Occasionally my readers write in with some seriously existential questions that make me look long and hard at myself in the mirror that is my blog. Such an exchange occurred today when I received an email from Jabu, who wanted to know what the trendwatching company I used to work for measured its scouts against in order for them to be “cool enough”. The following exchange ensued, and I feel its educational worth transcends my inbox:
On 9/16/08 11:46 AM, “Jabulani” wrote:
Hey, how’s it going Alexandra? I trust life is going alright that side of the world and stuff. Just a quick question I wanted to ask you… What was the mechanism and criteria you used when recruiting trendscouts? I mean, how did you decide who was cooler then whom?

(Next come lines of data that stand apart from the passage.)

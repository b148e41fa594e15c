#![warn(missing_docs)]

//! # jsbox
//!
//! Host-side client for evaluating untrusted JavaScript in isolates hosted by
//! a separate helper process (`jsbox-worker`).
//!
//! A [`Sandbox`] binds the helper and negotiates a [`FeatureSet`]. Each
//! [`Isolate`] created from it is an independent realm; [`Isolate::evaluate`]
//! returns an [`Evaluation`] future resolving to the completion value as a
//! string, or to one of the failure kinds in [`SandboxError`].
//!
//! ## Failure model
//!
//! - **Evaluation failure**: the script threw; the isolate stays usable
//! - **Memory limit exceeded**: this evaluation blew the isolate's heap cap
//! - **Isolate terminated**: the isolate is gone; bystanders get this
//! - **Sandbox dead**: the helper is gone; supersedes everything else
//!
//! Operations on closed objects, a second concurrent binding, and use of
//! features the helper did not advertise are programmer errors, returned
//! synchronously.

pub mod config;
pub mod error;
pub mod evaluation;
pub mod features;
pub mod host;
pub mod ipc;
pub mod isolate;
pub mod params;
pub mod sandbox;
pub mod transport;

pub use config::SandboxConfig;
pub use error::SandboxError;
pub use evaluation::{Evaluation, Outcome};
pub use features::{Feature, FeatureSet};
pub use isolate::Isolate;
pub use params::IsolateStartupParameters;
pub use sandbox::Sandbox;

From: Alex [email@example.com]
Sent: 16 September 2008 12:08 PM
Subject: Re: Heita hola
Because it’s market research, it’s a question of covering all demographic / genre bases. Often we’d meet amazing people but we’d already know similar people, and it would be a question of – we have so MANY young interesting black peeps who dig Manga from Langa, we need more Black peeps who drink whisky from Soweto – or – we have tons of Tiger Tiger chicks and we need more Melrose Arch preppies. That’s all. Eventually everyone gets their turn, you know? Just a question of timing and keeping a fairly balanced spread of different types of young people from around the country.
When it comes to the individual, ‘cool’ was largely determined by who our clients are at the time, and whether that person would feed in relevant info on a regular proactive schedule.
Lastly, apart from the word ‘liberal’, ‘cool’ is the most misunderstood and misused descriptor out there – ESPECIALLY by trendwatching companies and their clients.
What they mean is something more like ‘early adopters’.
There is no such thing as ‘cool’, nor criteria for such.
‘Cool’ kids look the same in every part of the world.
It’s just another life phase, to be remembered by most as ‘That time I convinced myself that skinny jeans are actually “cool”. Shame.’
Hope it answers your question,
On 9/16/08 12:47 PM, “Jabulani” wrote:
Thanks, that helps quite a bit.
So… how is the word “liberal” misunderstood and misused? What is a liberal exactly? Would you consider yourself a liberal? Am I a liberal – or am I counter-revolutionary?
From: Alex [firstname.lastname@example.org]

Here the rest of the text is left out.